Present each line of the entries below that holds the word "DecodingKey".

---------- Input data

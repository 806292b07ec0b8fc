use chrono::{DateTime, NaiveDate, Utc};
use serde::{Deserialize, Serialize};
use sqlx::prelude::FromRow;
use utoipa::{IntoParams, ToSchema};
use uuid::Uuid;
use validator::Validate;

/// One slot of the table-view plan, keyed by (class, date, period).
/// Lessons and workplan entries coexist; the statistics module reconciles
/// the two representations.
#[derive(Debug, Serialize, Deserialize, FromRow, ToSchema)]
pub struct WorkplanEntry {
    pub id: Uuid,
    pub class_subject_id: Uuid,
    pub date: NaiveDate,
    pub period: i32,
    pub unterrichtseinheit: String,
    pub lehrplan: String,
    pub stundenthema: String,
    pub updated_by: Option<Uuid>,
    pub created_at: DateTime<Utc>,
    pub updated_at: DateTime<Utc>,
}

#[derive(Debug, Serialize, Deserialize, Validate, ToSchema)]
pub struct WorkplanEntryDto {
    pub date: NaiveDate,
    #[validate(range(min = 1, max = 10, message = "period must be between 1 and 10"))]
    pub period: i32,
    #[serde(default)]
    pub unterrichtseinheit: String,
    #[serde(default)]
    pub lehrplan: String,
    #[serde(default)]
    pub stundenthema: String,
}

#[derive(Debug, Deserialize, Validate, ToSchema)]
pub struct WorkplanBulkSaveDto {
    #[validate(length(min = 1, message = "entries must not be empty"), nested)]
    pub entries: Vec<WorkplanEntryDto>,
}

#[derive(Debug, Deserialize, IntoParams)]
pub struct WorkplanRangeParams {
    pub start: Option<NaiveDate>,
    pub end: Option<NaiveDate>,
}

#[derive(Debug, Serialize, ToSchema)]
pub struct WorkplanSaveResponse {
    pub saved: usize,
}
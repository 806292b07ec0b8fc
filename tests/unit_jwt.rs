use planed::config::jwt::JwtConfig;
use planed::utils::jwt::{create_access_token, verify_token};
use uuid::Uuid;

fn test_config() -> JwtConfig {
    JwtConfig {
        secret: "test-secret-nur-fuer-tests".to_string(),
        token_expiry_secs: 24 * 3600,
    }
}

#[test]
fn test_token_roundtrip() {
    let config = test_config();
    let user_id = Uuid::new_v4();

    let token = create_access_token(user_id, "lehrkraft@planed.test", &config).unwrap();
    let claims = verify_token(&token, &config).unwrap();

    assert_eq!(claims.sub, user_id.to_string());
    assert_eq!(claims.email, "lehrkraft@planed.test");
    assert!(claims.exp > claims.iat);
    assert_eq!(claims.exp - claims.iat, 24 * 3600);
}

#[test]
fn test_verify_garbage_token_fails() {
    let config = test_config();

    let result = verify_token("nicht.ein.token", &config);

    assert!(result.is_err());
    let err = result.unwrap_err();
    assert_eq!(err.status, axum::http::StatusCode::UNAUTHORIZED);
}

#[test]
fn test_verify_wrong_secret_fails() {
    let config = test_config();
    let other_config = JwtConfig {
        secret: "ein-anderes-geheimnis".to_string(),
        token_expiry_secs: 24 * 3600,
    };

    let token = create_access_token(Uuid::new_v4(), "lehrkraft@planed.test", &config).unwrap();
    let result = verify_token(&token, &other_config);

    assert!(result.is_err());
}
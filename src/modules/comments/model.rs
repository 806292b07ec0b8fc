use chrono::{DateTime, Utc};
use serde::{Deserialize, Serialize};
use sqlx::prelude::FromRow;
use utoipa::ToSchema;
use uuid::Uuid;
use validator::Validate;

/// Discussion note attached to a lesson. The author name is denormalized at
/// write time so comments stay readable even after profile changes.
#[derive(Debug, Serialize, Deserialize, FromRow, ToSchema)]
pub struct Comment {
    pub id: Uuid,
    pub lesson_id: Uuid,
    pub user_id: Uuid,
    pub user_name: String,
    pub text: String,
    pub created_at: DateTime<Utc>,
}

#[derive(Debug, Deserialize, Validate, ToSchema)]
pub struct CreateCommentDto {
    pub lesson_id: Uuid,
    #[validate(length(min = 1, message = "text must not be empty"))]
    pub text: String,
}
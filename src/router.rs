use axum::http::{HeaderValue, Method};
use axum::{Router, middleware};
use tower_http::cors::CorsLayer;
use utoipa::OpenApi;
use utoipa_swagger_ui::SwaggerUi;

use crate::docs::ApiDoc;
use crate::logging::logging_middleware;
use crate::modules::ai::router::init_ai_router;
use crate::modules::auth::router::init_auth_router;
use crate::modules::classes::router::init_classes_router;
use crate::modules::comments::router::init_comments_router;
use crate::modules::curriculum::router::{init_deutsch_router, init_mathe_router};
use crate::modules::documents::router::init_documents_router;
use crate::modules::export::router::init_export_router;
use crate::modules::history::router::init_history_router;
use crate::modules::holidays::router::init_holidays_router;
use crate::modules::lessons::router::init_lessons_router;
use crate::modules::notifications::router::init_notifications_router;
use crate::modules::research::router::init_research_router;
use crate::modules::school_years::router::init_school_years_router;
use crate::modules::search::router::init_search_router;
use crate::modules::shares::router::init_shares_router;
use crate::modules::statistics::router::init_statistics_router;
use crate::modules::templates::router::init_templates_router;
use crate::modules::todos::router::init_todos_router;
use crate::modules::workplan::router::init_workplan_router;
use crate::state::AppState;

pub fn init_router(state: AppState) -> Router {
    Router::new()
        .merge(SwaggerUi::new("/swagger-ui").url("/api-docs/openapi.json", ApiDoc::openapi()))
        .nest(
            "/api",
            Router::new()
                .nest("/auth", init_auth_router())
                .nest("/school-years", init_school_years_router())
                .nest("/classes", init_classes_router())
                .nest("/lessons", init_lessons_router())
                .nest("/workplan", init_workplan_router())
                .nest("/holidays", init_holidays_router())
                .nest("/todos", init_todos_router())
                .nest("/templates", init_templates_router())
                .nest("/comments", init_comments_router())
                .nest("/shares", init_shares_router())
                .nest("/notifications", init_notifications_router())
                .nest("/history", init_history_router())
                .nest("/documents", init_documents_router())
                .nest("/search", init_search_router())
                .nest("/statistics", init_statistics_router())
                .nest("/export", init_export_router())
                .nest("/mathe", init_mathe_router())
                .nest("/deutsch", init_deutsch_router())
                .nest("/research", init_research_router())
                .nest("/ai", init_ai_router()),
        )
        .with_state(state.clone())
        .layer({
            let allowed_origins: Vec<HeaderValue> = state
                .cors_config
                .allowed_origins
                .iter()
                .filter_map(|origin| origin.parse().ok())
                .collect();

            CorsLayer::new()
                .allow_origin(allowed_origins)
                .allow_methods([
                    Method::GET,
                    Method::POST,
                    Method::PUT,
                    Method::PATCH,
                    Method::DELETE,
                    Method::OPTIONS,
                ])
                .allow_headers([
                    axum::http::header::AUTHORIZATION,
                    axum::http::header::CONTENT_TYPE,
                    axum::http::header::ACCEPT,
                ])
                .allow_credentials(true)
        })
        .layer(middleware::from_fn(logging_middleware))
}
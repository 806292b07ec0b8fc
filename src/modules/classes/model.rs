use std::collections::HashMap;

use chrono::{DateTime, Utc};
use serde::{Deserialize, Serialize};
use sqlx::prelude::FromRow;
use utoipa::{IntoParams, ToSchema};
use uuid::Uuid;
use validator::Validate;

/// A class/subject combination ("8a Mathematik"), the unit every plan,
/// lesson, and share hangs off.
#[derive(Debug, Serialize, Deserialize, FromRow, ToSchema)]
pub struct ClassSubject {
    pub id: Uuid,
    pub user_id: Uuid,
    pub school_year_id: Uuid,
    pub name: String,
    pub subject: String,
    pub color: String,
    pub hours_per_week: i32,
    /// Weekday name -> period numbers, e.g. `{"monday": [3, 4]}`.
    #[schema(value_type = Object)]
    pub schedule: serde_json::Value,
    pub created_at: DateTime<Utc>,
}

#[derive(Debug, Deserialize, Validate, ToSchema)]
pub struct CreateClassDto {
    #[validate(length(min = 1, message = "name must not be empty"))]
    pub name: String,
    #[validate(length(min = 1, message = "subject must not be empty"))]
    pub subject: String,
    #[serde(default = "default_color")]
    pub color: String,
    #[serde(default = "default_hours_per_week")]
    pub hours_per_week: i32,
    pub school_year_id: Uuid,
    pub schedule: Option<HashMap<String, Vec<i32>>>,
}

fn default_color() -> String {
    "#3b82f6".to_string()
}

fn default_hours_per_week() -> i32 {
    4
}

#[derive(Debug, Deserialize, IntoParams)]
pub struct ClassQueryParams {
    pub school_year_id: Option<Uuid>,
}
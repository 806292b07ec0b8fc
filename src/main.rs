use dotenvy::dotenv;

use planed::logging::init_tracing;
use planed::router::init_router;
use planed::state::init_app_state;

#[tokio::main]
async fn main() {
    dotenv().ok();
    init_tracing();

    let state = init_app_state().await;
    let app = init_router(state);

    let bind_addr = std::env::var("BIND_ADDR").unwrap_or_else(|_| "0.0.0.0:8000".to_string());
    let listener = tokio::net::TcpListener::bind(&bind_addr)
        .await
        .expect("failed to bind server address");

    tracing::info!("PlanEd API listening on http://{bind_addr}");
    tracing::info!("Swagger UI available at http://{bind_addr}/swagger-ui");

    axum::serve(listener, app).await.expect("server error");
}
//! Static curriculum and calendar data served by the read-only endpoints.

pub mod holidays;
pub mod lehrplan_deutsch;
pub mod lehrplan_mathe;
pub mod schulbuecher_deutsch;
pub mod schulbuecher_mathe;
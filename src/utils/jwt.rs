use chrono::Utc;
use jsonwebtoken::{DecodingKey, EncodingKey, Header, Validation, decode, encode};
use uuid::Uuid;

use crate::config::jwt::JwtConfig;
use crate::modules::auth::model::Claims;
use crate::utils::errors::AppError;

/// Issues a bearer token with the fixed 24-hour lifetime from config.
pub fn create_access_token(
    user_id: Uuid,
    email: &str,
    jwt_config: &JwtConfig,
) -> Result<String, AppError> {
    let now = Utc::now().timestamp() as usize;
    let exp = now + jwt_config.token_expiry_secs as usize;

    let claims = Claims {
        sub: user_id.to_string(),
        email: email.to_string(),
        exp,
        iat: now,
    };

    encode(
        &Header::default(),
        &claims,
        &EncodingKey::from_secret(jwt_config.secret.as_bytes()),
    )
    .map_err(|e| AppError::internal(anyhow::anyhow!("Failed to create token: {}", e)))
}

pub fn verify_token(token: &str, jwt_config: &JwtConfig) -> Result<Claims, AppError> {
    decode::<Claims>(
        token,
        &DecodingKey::from_secret(jwt_config.secret.as_bytes()),
        &Validation::default(),
    )
    .map(|data| data.claims)
    .map_err(|_| AppError::unauthorized(anyhow::anyhow!("Invalid or expired token")))
}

--------------------

# Your response:
use jsonwebtoken::{DecodingKey, EncodingKey, Header, Validation, decode, encode};
        &DecodingKey::from_secret(jwt_config.secret.as_bytes()),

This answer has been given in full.